Saved data entries
:::
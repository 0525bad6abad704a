use crate::{
    ast::Expr,
    error::SyntaxError,
    interpreter::{
        lexer::{Token, TokenKind},
        parser::binary::parse_expression_at,
    },
};

pub type ParseResult<T> = Result<T, SyntaxError>;

/// The result of one production: the parsed node and the index of the first
/// token it did not consume.
pub type Step = ParseResult<(Expr, usize)>;

/// Default limit on how deeply parentheses and unary minus may nest.
pub const DEFAULT_MAX_DEPTH: usize = 256;

/// Settings that apply to a whole parse.
#[derive(Debug, Clone, Copy, PartialEq, Eq)]
pub struct ParserConfig {
    /// Maximum nesting depth of groupings and negations.
    pub max_depth: usize,
}

impl ParserConfig {
    /// A configuration with no nesting limit.
    ///
    /// Deeply nested input may then exhaust the stack.
    #[must_use]
    pub const fn unbounded() -> Self {
        Self { max_depth: usize::MAX }
    }
}

impl Default for ParserConfig {
    fn default() -> Self {
        Self { max_depth: DEFAULT_MAX_DEPTH }
    }
}

/// Position of a production within the token sequence.
///
/// A cursor is a plain value: each production receives one, and nested
/// productions receive copies. `depth` counts the groupings and negations
/// enclosing the current production.
#[derive(Debug, Clone, Copy, PartialEq, Eq)]
pub struct Cursor {
    index:     usize,
    depth:     usize,
    max_depth: usize,
}

impl Cursor {
    /// Creates a cursor at the first token.
    #[must_use]
    pub const fn start(config: &ParserConfig) -> Self {
        Self { index:     0,
               depth:     0,
               max_depth: config.max_depth, }
    }

    /// Gets the index of the current token.
    #[must_use]
    pub const fn index(self) -> usize {
        self.index
    }

    /// Moves to `index` at the same depth.
    #[must_use]
    pub const fn at(self, index: usize) -> Self {
        Self { index, ..self }
    }

    /// Moves to `index` one nesting level deeper.
    ///
    /// # Errors
    /// Returns `NestingTooDeep`, pointing at the current token, when the new
    /// level would exceed the configured limit.
    pub fn nested(self, index: usize, tokens: &[Token]) -> ParseResult<Self> {
        if self.depth >= self.max_depth {
            return Err(SyntaxError::NestingTooDeep { limit:    self.max_depth,
                                                     position: position_at(tokens, self.index), });
        }
        Ok(Self { index,
                  depth: self.depth + 1,
                  ..self })
    }
}

/// Gets the kind of the token at `index`, treating a position past the end
/// of the slice as [`TokenKind::End`].
pub(in crate::interpreter::parser) fn kind_at(tokens: &[Token], index: usize) -> TokenKind {
    tokens.get(index).map_or(TokenKind::End, |t| t.kind)
}

/// Gets the source position of the token at `index`.
///
/// Past the end of the slice this is one past the *start* of the last token,
/// or `0` for an empty slice. Token lengths are not recorded, so this is only
/// the true end of the text when the last token is one byte long; sequences
/// from [`tokenize`] end with an `End` token at the end of the text and never
/// reach this fallback.
///
/// [`tokenize`]: crate::interpreter::lexer::tokenize
pub(in crate::interpreter::parser) fn position_at(tokens: &[Token], index: usize) -> usize {
    match tokens.get(index) {
        Some(token) => token.position,
        None => tokens.last().map_or(0, |t| t.position + 1),
    }
}

/// Parses a full expression from the start of `tokens`.
///
/// This is the entry point for expression parsing: it applies the `expression`
/// production at index 0 with the default [`ParserConfig`] and returns the
/// tree together with the tokens that follow it. For a complete expression
/// the remainder is just the end marker. Trailing tokens are left for the
/// caller to reject.
///
/// Grammar:
/// ```text
/// simple_expression := number | "(" expression ")" | "-" simple_expression
/// factor            := simple_expression
/// term              := factor (("*" | "/") factor)*
/// expression        := term (("+" | "-") term)*
/// ```
///
/// # Errors
/// Returns the first `SyntaxError` met; no partial tree is produced.
///
/// # Example
/// ```
/// use tally::interpreter::{
///     lexer::{TokenKind, tokenize},
///     parser::core::parse_expression,
/// };
///
/// let tokens = tokenize("8*4/2").unwrap();
/// let (ast, rest) = parse_expression(&tokens).unwrap();
///
/// assert_eq!(ast.to_string(), "(/ (* 8 4) 2)");
/// assert_eq!(rest.len(), 1);
/// assert_eq!(rest[0].kind, TokenKind::End);
/// ```
pub fn parse_expression(tokens: &[Token]) -> ParseResult<(Expr, &[Token])> {
    parse_expression_with(tokens, &ParserConfig::default())
}

/// Parses a full expression from the start of `tokens` using `config`.
///
/// # Errors
/// Returns the first `SyntaxError` met, including `NestingTooDeep` when the
/// input nests past `config.max_depth`.
pub fn parse_expression_with<'t>(tokens: &'t [Token],
                                 config: &ParserConfig)
                                 -> ParseResult<(Expr, &'t [Token])> {
    let (expr, index) = parse_expression_at(tokens, Cursor::start(config))?;
    let rest = tokens.get(index..).unwrap_or_default();
    Ok((expr, rest))
}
:::
> [WHAT THE TASK ASKS]:
Lines that include the word "full" are to be extracted from the data above.

> [OUTPUT OF THE EXERCISE]:
/// Parses a full expression from the start of `tokens`.
/// Parses a full expression from the start of `tokens` using `config`.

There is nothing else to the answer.